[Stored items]

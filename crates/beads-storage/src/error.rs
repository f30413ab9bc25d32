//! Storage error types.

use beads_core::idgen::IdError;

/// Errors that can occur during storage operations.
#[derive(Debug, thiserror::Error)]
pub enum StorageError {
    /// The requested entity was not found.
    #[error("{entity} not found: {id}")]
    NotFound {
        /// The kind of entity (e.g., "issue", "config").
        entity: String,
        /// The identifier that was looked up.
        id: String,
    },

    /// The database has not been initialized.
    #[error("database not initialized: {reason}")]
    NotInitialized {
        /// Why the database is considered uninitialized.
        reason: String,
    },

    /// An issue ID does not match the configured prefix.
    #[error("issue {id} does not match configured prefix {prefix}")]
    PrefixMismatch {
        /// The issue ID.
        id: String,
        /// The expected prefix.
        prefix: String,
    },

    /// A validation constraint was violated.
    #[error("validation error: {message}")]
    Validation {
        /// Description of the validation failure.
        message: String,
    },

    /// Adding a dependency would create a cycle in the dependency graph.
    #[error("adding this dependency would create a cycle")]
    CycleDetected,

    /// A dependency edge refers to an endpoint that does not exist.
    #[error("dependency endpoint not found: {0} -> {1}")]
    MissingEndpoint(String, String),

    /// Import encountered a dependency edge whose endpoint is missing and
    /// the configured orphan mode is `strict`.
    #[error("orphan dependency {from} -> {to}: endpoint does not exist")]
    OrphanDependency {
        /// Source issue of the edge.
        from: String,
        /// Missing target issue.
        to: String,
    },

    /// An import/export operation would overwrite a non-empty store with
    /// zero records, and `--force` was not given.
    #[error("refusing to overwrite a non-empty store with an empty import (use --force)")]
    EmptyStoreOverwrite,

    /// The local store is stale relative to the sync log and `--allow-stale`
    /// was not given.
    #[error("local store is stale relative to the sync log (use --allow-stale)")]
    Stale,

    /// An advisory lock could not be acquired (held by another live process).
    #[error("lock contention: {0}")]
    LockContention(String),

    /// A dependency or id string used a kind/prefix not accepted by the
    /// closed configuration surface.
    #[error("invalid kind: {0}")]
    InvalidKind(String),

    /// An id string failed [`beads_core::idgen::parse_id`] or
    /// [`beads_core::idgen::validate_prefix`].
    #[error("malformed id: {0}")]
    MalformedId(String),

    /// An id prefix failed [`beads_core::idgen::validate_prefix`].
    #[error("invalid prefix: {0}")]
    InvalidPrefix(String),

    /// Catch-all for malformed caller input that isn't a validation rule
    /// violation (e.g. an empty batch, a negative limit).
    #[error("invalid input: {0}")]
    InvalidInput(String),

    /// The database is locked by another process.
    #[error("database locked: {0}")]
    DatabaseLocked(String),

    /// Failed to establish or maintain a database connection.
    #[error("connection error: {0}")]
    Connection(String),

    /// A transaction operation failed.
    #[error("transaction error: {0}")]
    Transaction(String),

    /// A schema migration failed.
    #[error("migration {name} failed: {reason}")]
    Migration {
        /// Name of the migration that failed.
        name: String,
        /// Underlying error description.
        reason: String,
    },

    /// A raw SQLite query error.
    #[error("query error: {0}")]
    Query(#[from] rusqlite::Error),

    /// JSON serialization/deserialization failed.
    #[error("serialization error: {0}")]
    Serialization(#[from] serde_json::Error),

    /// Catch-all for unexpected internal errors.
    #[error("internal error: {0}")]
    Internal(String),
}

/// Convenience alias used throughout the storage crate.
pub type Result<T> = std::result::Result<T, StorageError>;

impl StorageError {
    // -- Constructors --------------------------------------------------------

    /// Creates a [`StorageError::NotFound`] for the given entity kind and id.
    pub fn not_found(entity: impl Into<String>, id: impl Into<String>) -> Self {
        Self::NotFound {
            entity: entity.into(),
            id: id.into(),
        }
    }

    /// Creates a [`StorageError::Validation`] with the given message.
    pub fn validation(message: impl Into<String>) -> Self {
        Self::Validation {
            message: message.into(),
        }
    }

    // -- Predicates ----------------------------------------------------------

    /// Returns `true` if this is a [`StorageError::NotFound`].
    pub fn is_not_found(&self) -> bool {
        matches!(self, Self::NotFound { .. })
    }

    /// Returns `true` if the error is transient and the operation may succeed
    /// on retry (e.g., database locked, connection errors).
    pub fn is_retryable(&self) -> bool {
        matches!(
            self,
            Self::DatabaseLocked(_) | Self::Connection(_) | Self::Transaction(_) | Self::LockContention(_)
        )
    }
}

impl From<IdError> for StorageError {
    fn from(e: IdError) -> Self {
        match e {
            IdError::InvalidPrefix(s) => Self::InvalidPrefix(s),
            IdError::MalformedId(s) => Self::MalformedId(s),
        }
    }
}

...

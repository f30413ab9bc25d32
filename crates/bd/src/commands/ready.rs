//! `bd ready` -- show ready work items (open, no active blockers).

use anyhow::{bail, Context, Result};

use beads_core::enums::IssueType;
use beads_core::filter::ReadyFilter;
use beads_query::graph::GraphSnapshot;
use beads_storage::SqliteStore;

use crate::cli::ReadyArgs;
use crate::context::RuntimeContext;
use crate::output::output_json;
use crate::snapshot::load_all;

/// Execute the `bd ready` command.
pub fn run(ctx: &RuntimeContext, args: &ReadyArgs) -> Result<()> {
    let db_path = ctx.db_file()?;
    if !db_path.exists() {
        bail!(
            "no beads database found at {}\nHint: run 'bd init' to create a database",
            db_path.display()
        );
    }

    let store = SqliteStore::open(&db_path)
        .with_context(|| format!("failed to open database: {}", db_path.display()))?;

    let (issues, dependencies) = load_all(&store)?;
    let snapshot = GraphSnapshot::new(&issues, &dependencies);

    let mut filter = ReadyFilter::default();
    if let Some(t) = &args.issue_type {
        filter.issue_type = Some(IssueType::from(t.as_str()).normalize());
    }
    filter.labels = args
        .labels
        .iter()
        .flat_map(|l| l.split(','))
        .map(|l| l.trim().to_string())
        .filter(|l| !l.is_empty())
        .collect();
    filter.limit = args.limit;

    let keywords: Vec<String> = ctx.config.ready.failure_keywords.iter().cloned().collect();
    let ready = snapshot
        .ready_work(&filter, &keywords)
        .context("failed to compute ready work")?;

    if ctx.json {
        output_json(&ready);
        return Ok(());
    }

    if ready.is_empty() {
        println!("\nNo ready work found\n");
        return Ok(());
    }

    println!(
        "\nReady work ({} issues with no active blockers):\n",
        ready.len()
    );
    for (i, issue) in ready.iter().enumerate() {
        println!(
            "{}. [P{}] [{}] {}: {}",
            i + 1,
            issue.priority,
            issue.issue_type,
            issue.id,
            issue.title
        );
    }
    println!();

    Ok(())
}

---

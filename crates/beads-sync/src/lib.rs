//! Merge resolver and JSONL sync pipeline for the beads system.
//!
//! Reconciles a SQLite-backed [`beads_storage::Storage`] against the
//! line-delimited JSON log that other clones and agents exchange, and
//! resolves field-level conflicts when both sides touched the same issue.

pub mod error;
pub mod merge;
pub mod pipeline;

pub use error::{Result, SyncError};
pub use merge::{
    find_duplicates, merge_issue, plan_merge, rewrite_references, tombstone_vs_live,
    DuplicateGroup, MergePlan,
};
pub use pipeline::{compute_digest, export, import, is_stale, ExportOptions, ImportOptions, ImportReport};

TRY IT: Among the records, find every line with the word "blockers" and copy it.

RESPONSE AREA:
//! `bd ready` -- show ready work items (open, no active blockers).
        "\nReady work ({} issues with no active blockers):\n",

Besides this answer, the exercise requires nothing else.